== Entries supplied

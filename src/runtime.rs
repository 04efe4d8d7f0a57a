//! Tokio runtime for the instance event loop
//!
//! An instance runs on a single thread. WAV encoding, decoding and probing
//! go to the blocking pool, so nothing on the loop thread waits on disk.

use anyhow::{Context, Result};
use tokio::runtime::Runtime;

/// Build the current-thread runtime the instance runs on
pub fn build() -> Result<Runtime> {
    tokio::runtime::Builder::new_current_thread()
        .enable_all()
        .thread_name("echolink")
        .build()
        .context("Failed to create Tokio runtime")
}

====

■ **About this task**:
Extract each record, keeping it identical to the original.

■ **Solution to this problem**:
filename src/runtime.rs
repository 04efe4d8d7f0a57a
//! Tokio runtime for the instance event loop
//!
//! An instance runs on a single thread. WAV encoding, decoding and probing
//! go to the blocking pool, so nothing on the loop thread waits on disk.

use anyhow::{Context, Result};
use tokio::runtime::Runtime;

/// Build the current-thread runtime the instance runs on
pub fn build() -> Result<Runtime> {
    tokio::runtime::Builder::new_current_thread()
        .enable_all()
        .thread_name("echolink")
        .build()
        .context("Failed to create Tokio runtime")
}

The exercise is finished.